Sie haben mich mehrfach zitiert. Deswegen möchte ich eine kurze Anmerkung dazu machen. Sie haben mich mit der Aussage zitiert, dass wir im Wettbewerb um die besten Köpfe selbstverständlich eine bessere Grundlage brauchen, dass wir im Wettbewerb mit den Vereinigten Staaten von Amerika und mit anderen europäischen Nationen um die Zuwanderung von Eliten nicht mithalten können. Sie haben daraus geschlussfolgert oder zumindest den Eindruck erweckt, dass man dem Gesetz auf Grund einer solchen Aussage dann auch zustimmen müsse.

Dieser Schluss ist eindeutig falsch. Alle Vertreter von Seiten der CDU wie der CSU, die heute hier, die im Bundestag oder außerhalb der parlamentarischen Gremien gesprochen haben, haben in den letzten Monaten sehr deutlich gemacht: Wir brauchen eine Neuordnung des Zuwanderungsrechts, eine Änderung des Ausländerrechts und eine Änderung des Asylrechts, um Asylmissbrauch wesentlich zu beschränken. Nach langen Diskussionen innerhalb von CDU und CSU haben wir am 10. Mai unsere Eckpunkte eingebracht und vor dem ersten Entwurf des Zuwanderungsgesetzes erklärt, was notwendig ist, um zu einer vernünftigen Neuregelung zu kommen.

Ich möchte das festhalten, weil einige Vertreter der SPD hier deutlich zu machen versuchten, es gebe einen Gegensatz: Die einen wollen die Neuordnung des Zuwanderungsrechts, die anderen wollen sie nicht. Dem ist natürlich nicht so. Wir brauchen und wollen eine Neuordnung des Zuwanderungsrechts unter anderem, um im Wettbewerb mit anderen Ländern um die besten Köpfe zu bestehen.

Aber, Herr Bundesinnenminister - das zieht sich leider schon durch den Gesetzentwurf - , wir wollen keine Erweiterung der Zuwanderung insgesamt, sondern eine Begrenzung. Wir wollen auch eine andere Zusammensetzung der gegenwärtigen Zuwanderer.

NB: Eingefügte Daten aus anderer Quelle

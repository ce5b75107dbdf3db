use predicates::prelude::PredicateBooleanExt;
use predicates::str::contains;
use std::path::Path;

mod common;
use common::TestEnv;

#[test]
fn test_init_creates_database() {
    let env = TestEnv::new();

    env.cmd()
        .args(["--test", "init"])
        .assert()
        .success()
        .stdout(contains("Database initialized"));

    assert!(Path::new(&env.db).exists());
}

#[test]
fn test_same_day_session() {
    let env = TestEnv::new();
    env.add("in", "2025-09-01 09:00");

    env.cmd()
        .args(["add", "out", "--at", "2025-09-01 17:00"])
        .assert()
        .success()
        .stdout(contains("Session from #1 closed: 08:00."));

    env.cmd()
        .args(["list", "--period", "2025-09"])
        .assert()
        .success()
        .stdout(contains("2025-09-01 (Mon)"))
        .stdout(contains("Worked: 08:00 | Expected: 08:00"))
        .stdout(contains("Total worked: 08:00 over 1 day(s)"));
}

#[test]
fn test_add_now_without_open_session_does_not_warn() {
    let env = TestEnv::new();

    env.cmd()
        .args(["add", "in"])
        .assert()
        .success()
        .stdout(contains("Recorded IN for alice"))
        .stdout(contains("still open").not())
        .stderr(contains("still open").not());

    env.cmd()
        .args(["add", "out"])
        .assert()
        .success()
        .stdout(contains("Session from #1 closed: 00:00."));
}

#[test]
fn test_overnight_session_is_listed_under_check_in_date() {
    let env = TestEnv::new();
    env.add("in", "2025-09-01 22:00");
    env.add("out", "2025-09-02 02:00");

    env.cmd()
        .args(["list", "--period", "2025-09"])
        .assert()
        .success()
        .stdout(contains("2025-09-01 (Mon)"))
        .stdout(contains("02:00 (09-02)"))
        .stdout(contains("Worked: 04:00"))
        .stdout(contains("2025-09-02 (Tue)").not());
}

#[test]
fn test_lone_check_in_is_in_progress() {
    let env = TestEnv::new();
    env.add("in", "2025-09-03 08:30");

    env.cmd()
        .args(["list", "--period", "2025-09-03"])
        .assert()
        .success()
        .stdout(contains("in progress"))
        .stdout(contains("Open sessions: 1"));
}

#[test]
fn test_orphan_check_out_is_not_a_session() {
    let env = TestEnv::new();

    env.cmd()
        .args(["add", "out", "--at", "2025-09-04 08:00"])
        .assert()
        .success()
        .stdout(contains("No open check-in"));

    env.cmd()
        .args(["list", "--period", "2025-09"])
        .assert()
        .success()
        .stdout(contains("No sessions for alice"));
}

#[test]
fn test_first_open_check_in_takes_the_check_out() {
    let env = TestEnv::new();
    env.add("in", "2025-09-05 09:00");

    env.cmd()
        .args(["add", "in", "--at", "2025-09-05 10:00"])
        .assert()
        .success()
        .stdout(contains("1 earlier check-in(s) still open"));

    env.cmd()
        .args(["add", "out", "--at", "2025-09-05 11:00"])
        .assert()
        .success()
        .stdout(contains("Session from #1 closed: 02:00."));

    env.cmd()
        .args(["list", "--period", "2025-09-05"])
        .assert()
        .success()
        .stdout(contains("in progress"))
        .stdout(contains("Worked: 02:00"));
}

#[test]
fn test_subjects_are_kept_apart() {
    let env = TestEnv::new();
    env.add_as("alice", "in", "2025-09-01 09:00");
    env.add_as("alice", "out", "2025-09-01 12:00");
    env.add_as("bob", "in", "2025-09-01 10:00");
    env.add_as("bob", "out", "2025-09-01 18:00");

    env.cmd()
        .args(["list", "--period", "2025-09"])
        .assert()
        .success()
        .stdout(contains("alice"))
        .stdout(contains("Worked: 03:00"))
        .stdout(contains("bob").not());

    env.cmd()
        .args(["list", "--period", "2025-09", "--all-subjects"])
        .assert()
        .success()
        .stdout(contains("bob"))
        .stdout(contains("Worked: 08:00"))
        .stdout(contains("Worked: 03:00"));
}

#[test]
fn test_display_timezone_moves_the_date() {
    let env = TestEnv::new();
    env.add("in", "2025-09-01T23:30:00Z");
    env.add("out", "2025-09-02T01:00:00Z");

    env.cmd()
        .args(["list", "--period", "2025-09-01"])
        .assert()
        .success()
        .stdout(contains("Worked: 01:30"));

    env.cmd_as("alice", "+02:00")
        .args(["list", "--period", "2025-09-02"])
        .assert()
        .success()
        .stdout(contains("2025-09-02 (Tue)"))
        .stdout(contains("01:30"))
        .stdout(contains("03:00"));
}

#[test]
fn test_list_entries_shows_raw_rows() {
    let env = TestEnv::new();
    env.cmd()
        .args([
            "add",
            "in",
            "--at",
            "2025-09-01 09:00",
            "--lat",
            "40.4168",
            "--lon",
            "-3.7038",
            "--address",
            "Puerta del Sol",
        ])
        .assert()
        .success();
    env.add("out", "2025-09-01 17:00");

    env.cmd()
        .args(["list", "--period", "2025-09", "--entries"])
        .assert()
        .success()
        .stdout(contains("2025-09-01 09:00:00"))
        .stdout(contains("Puerta del Sol"))
        .stdout(contains("OUT"));
}

#[test]
fn test_rejects_unknown_kind() {
    let env = TestEnv::new();

    env.cmd()
        .args(["add", "lunch"])
        .assert()
        .failure()
        .stderr(contains("Invalid entry kind"));
}

#[test]
fn test_rejects_bad_timestamp() {
    let env = TestEnv::new();

    env.cmd()
        .args(["add", "in", "--at", "tomorrow morning"])
        .assert()
        .failure()
        .stderr(contains("Invalid timestamp"));
}

#[test]
fn test_rejects_latitude_without_longitude() {
    let env = TestEnv::new();

    env.cmd()
        .args(["add", "in", "--lat", "40.0"])
        .assert()
        .failure();
}

#[test]
fn test_rejects_out_of_range_coordinates() {
    let env = TestEnv::new();

    env.cmd()
        .args(["add", "in", "--lat", "123.0", "--lon", "3.0"])
        .assert()
        .failure()
        .stderr(contains("Invalid location"));
}

#[test]
fn test_rejects_bad_timezone() {
    let env = TestEnv::new();

    env.cmd_as("alice", "Mars/Olympus")
        .args(["list"])
        .assert()
        .failure()
        .stderr(contains("Invalid timezone"));
}

#[test]
fn test_log_records_adds() {
    let env = TestEnv::new();
    env.add("in", "2025-09-01 09:00");

    env.cmd()
        .args(["log", "--print"])
        .assert()
        .success()
        .stdout(contains("migration_applied"))
        .stdout(contains("(alice)"))
        .stdout(contains("check_in at 2025-09-01 09:00"));
}

#[test]
fn test_config_print() {
    let env = TestEnv::new();

    env.cmd()
        .args(["config", "--print"])
        .assert()
        .success()
        .stdout(contains("timezone: local"))
        .stdout(contains("min_work_duration: 8h"));
}

#[test]
fn test_list_today_only_shows_today() {
    let env = TestEnv::new();
    env.add("in", "2020-01-06 09:00");
    env.add("out", "2020-01-06 17:00");
    env.cmd().args(["add", "in"]).assert().success();

    env.cmd()
        .args(["list", "--today"])
        .assert()
        .success()
        .stdout(contains("in progress"))
        .stdout(contains("2020-01-06").not());

    env.cmd()
        .args(["list", "--today", "--period", "2020-01"])
        .assert()
        .failure();
}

Wir haben doch einige tief greifende Probleme: In unser Land kommen jedes Jahr etwa 500 000 bis 600 000 Menschen. Wir integrieren jedes Jahr eine Stadt in der Größenordnung von Dortmund oder Nürnberg. Unsere Integrationsbemühungen sind nicht hinreichend, wie z. B. die Pisa-Studie zeigt, die auch in diesem Zusammenhang erwähnt werden muss. In ihr wird festgestellt, dass sich ein Großteil der ausländischen Kinder in der schlechtesten Gruppe, der Gruppe 5, befindet. Diese können sich sprachlich kaum vernünftig ausdrücken. Unsere Integrationsbemühungen müssen eher verstärkt werden, um mit dem gegenwärtigen Problem fertig zu werden. Wir können es uns nicht leisten, Zuwanderung zu erweitern, wenn wir die Integration der gegenwärtig Zuwandernden schon nicht bewältigen. Sie verlagern alle damit verbundenen Probleme und Aufgaben auf die Schulen. Sie übertragen sie den Ländern, insbesondere den Kommunen. Man muss zur Kenntnis nehmen, dass in den letzten Jahren leider ein hohes Maß an Zuwanderung in die sozialen Sicherungssysteme stattgefunden hat; das ist heute noch der Fall.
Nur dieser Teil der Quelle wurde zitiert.